Yesterday morning the monthly Radio Users Group took place, and there were thirty people present. It was the best turn-out for a good while, but I couldn't hang around for long afterwards as I had to get home and prepare for a funeral early afternoon. The service was in Pidgeon's funeral chapel, and there was a similar number present to make their farewells to a man who'd died in his early sixties due to collateral damage from diabetes. I had no appetite for work when I returned home, apart from cooking supper. The first Tai Chi class of the new term left me feeling grateful for the good health and modest fitness I enjoy.
Today was the CBS Steering Group meeting, for which I have done a good deal of preparation this past few weeks, right down to early this morning, assembling at the crack of dawn an up to date detailed account itemising all the Terms & Conditions attached to a RadioNet subscription and use of equipment. Nobody needs to have all that stuff to refer to in separate documents if they are coming to it for the first time. Trouble is, those of us who've worked with the information for so long get used to shuffling pieces of paper - and this can try the patience of people of good will learning how the business works. Now it's done, and the document was something I could deliver when the meeting finished, an hour and a half after it should have done.
A tour through the draft Constitution produced all sorts of discussion about how the future is meant to work with many more people involved. I wonder if any of the keen ones realise how much they'll be have to work at without any sense of the benefit of an organisation as well adapted to the conditions and needs of its users - there's just so much detail involved in everything RadioNet must do.

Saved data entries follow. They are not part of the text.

//! Observable in-memory view of the current session.
//!
//! `SessionState` is what display code reads to show "who is signed in".
//! It never touches storage or the network; the gateway and the auth flows
//! update it alongside [`TokenStore`](super::TokenStore).

use std::sync::Arc;

use serde::{Deserialize, Serialize};
use tokio::sync::watch;

use crate::models::{AuthTokens, User};

use super::tokens::TokenStore;

/// User record with the display fields derived at assignment time.
#[derive(Debug, Clone, PartialEq, Eq, Serialize, Deserialize)]
#[serde(rename_all = "camelCase")]
pub struct AuthUser {
    pub user_id: String,
    pub username: String,
    pub email: String,
    pub role: String,
    pub name: String,
    pub avatar: String,
}

impl AuthUser {
    pub fn from_user(user: &User) -> Self {
        let name = [&user.username, &user.email]
            .into_iter()
            .find(|s| !s.is_empty())
            .cloned()
            .unwrap_or_default();

        Self {
            user_id: user.user_id.clone(),
            username: user.username.clone(),
            email: user.email.clone(),
            role: user.role.clone(),
            name,
            // No avatar source upstream
            avatar: String::new(),
        }
    }
}

#[derive(Debug, Clone, Default, PartialEq, Eq)]
pub struct SessionSnapshot {
    pub access_token: Option<String>,
    pub user: Option<AuthUser>,
}

impl SessionSnapshot {
    pub fn is_signed_in(&self) -> bool {
        self.access_token.is_some() && self.user.is_some()
    }
}

/// Shared session state. Every mutation replaces the whole snapshot in one
/// step, so subscribers never see a token from one session paired with the
/// user of another.
#[derive(Clone)]
pub struct SessionState {
    tx: Arc<watch::Sender<SessionSnapshot>>,
}

impl Default for SessionState {
    fn default() -> Self {
        Self::with_snapshot(SessionSnapshot::default())
    }
}

impl SessionState {
    /// Empty state.
    pub fn new() -> Self {
        Self::default()
    }

    /// State seeded from whatever the token store has persisted.
    pub fn init(tokens: &TokenStore) -> Self {
        Self::with_snapshot(SessionSnapshot {
            access_token: tokens.access_token(),
            user: tokens.user().as_ref().map(AuthUser::from_user),
        })
    }

    fn with_snapshot(snapshot: SessionSnapshot) -> Self {
        let (tx, _rx) = watch::channel(snapshot);
        Self { tx: Arc::new(tx) }
    }

    pub fn set_from_tokens(&self, tokens: &AuthTokens) {
        self.tx.send_replace(SessionSnapshot {
            access_token: Some(tokens.access_token.clone()),
            user: Some(AuthUser::from_user(&tokens.user)),
        });
    }

    /// Swap in a refreshed access token, keeping the signed-in user.
    pub fn set_access_token(&self, token: &str) {
        self.tx.send_modify(|snapshot| {
            if snapshot.user.is_some() {
                snapshot.access_token = Some(token.to_string());
            }
        });
    }

    pub fn clear(&self) {
        self.tx.send_replace(SessionSnapshot::default());
    }

    pub fn snapshot(&self) -> SessionSnapshot {
        self.tx.borrow().clone()
    }

    pub fn current_user(&self) -> Option<AuthUser> {
        self.tx.borrow().user.clone()
    }

    pub fn subscribe(&self) -> watch::Receiver<SessionSnapshot> {
        self.tx.subscribe()
    }
}

#[cfg(test)]
mod tests {
    use super::*;

    fn user(username: &str, email: &str) -> User {
        User {
            user_id: "u-1".to_string(),
            username: username.to_string(),
            email: email.to_string(),
            role: "operator".to_string(),
        }
    }

    fn tokens(access: &str, user: User) -> AuthTokens {
        AuthTokens {
            access_token: access.to_string(),
            user,
            refresh_token: None,
        }
    }

    #[test]
    fn test_display_name_fallbacks() {
        assert_eq!(AuthUser::from_user(&user("amy", "amy@x.io")).name, "amy");
        assert_eq!(AuthUser::from_user(&user("", "amy@x.io")).name, "amy@x.io");
        assert_eq!(AuthUser::from_user(&user("", "")).name, "");
        assert_eq!(AuthUser::from_user(&user("amy", "")).avatar, "");
    }

    #[test]
    fn test_set_and_clear() {
        let state = SessionState::new();
        assert!(!state.snapshot().is_signed_in());

        state.set_from_tokens(&tokens("t1", user("amy", "amy@x.io")));
        let snap = state.snapshot();
        assert_eq!(snap.access_token.as_deref(), Some("t1"));
        assert_eq!(snap.user.map(|u| u.name).as_deref(), Some("amy"));

        state.clear();
        assert_eq!(state.snapshot(), SessionSnapshot::default());
        assert_eq!(state.current_user(), None);
    }

    #[test]
    fn test_refreshed_token_keeps_user() {
        let state = SessionState::new();
        state.set_access_token("t2");
        assert_eq!(state.snapshot().access_token, None);

        state.set_from_tokens(&tokens("t1", user("amy", "amy@x.io")));
        state.set_access_token("t2");
        let snap = state.snapshot();
        assert_eq!(snap.access_token.as_deref(), Some("t2"));
        assert_eq!(snap.user.map(|u| u.username).as_deref(), Some("amy"));
    }

    #[test]
    fn test_init_reads_persisted_session() {
        let store = TokenStore::in_memory();
        store.set_session(&tokens("t1", user("amy", "amy@x.io")));

        let state = SessionState::init(&store);
        assert!(state.snapshot().is_signed_in());
        assert_eq!(state.current_user().map(|u| u.username).as_deref(), Some("amy"));

        assert_eq!(SessionState::init(&TokenStore::detached()).snapshot(), SessionSnapshot::default());
    }

    #[tokio::test]
    async fn test_subscribers_see_whole_snapshots() {
        let state = SessionState::new();
        let mut rx = state.subscribe();

        state.set_from_tokens(&tokens("t1", user("amy", "amy@x.io")));
        rx.changed().await.unwrap();
        {
            let seen = rx.borrow_and_update();
            assert_eq!(seen.access_token.as_deref(), Some("t1"));
            assert_eq!(seen.user.as_ref().map(|u| u.username.as_str()), Some("amy"));
        }

        state.clear();
        rx.changed().await.unwrap();
        assert!(!rx.borrow().is_signed_in());
    }
}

When I got home, there was an email from the Area Dean about yet another funeral next Wednesday. It co-incides with Fr Mark's final meeting as Area Dean as he hands over to colleague Bob Capper. I had to turn down a funeral request for today because of the Steering Group meeting which I couldn't miss. It's important to me to give as much support as I can to the full-timers. Their numbers keep on shrinking, but the number of families still wanting funeral with a minister for their loved ones doesn't diminish. It's no more than a holding operation. Sooner or later the churches must see the sense of training lay pastors to officiate at funerals and offer bereavement counselling when needed, the way the French Catholics do.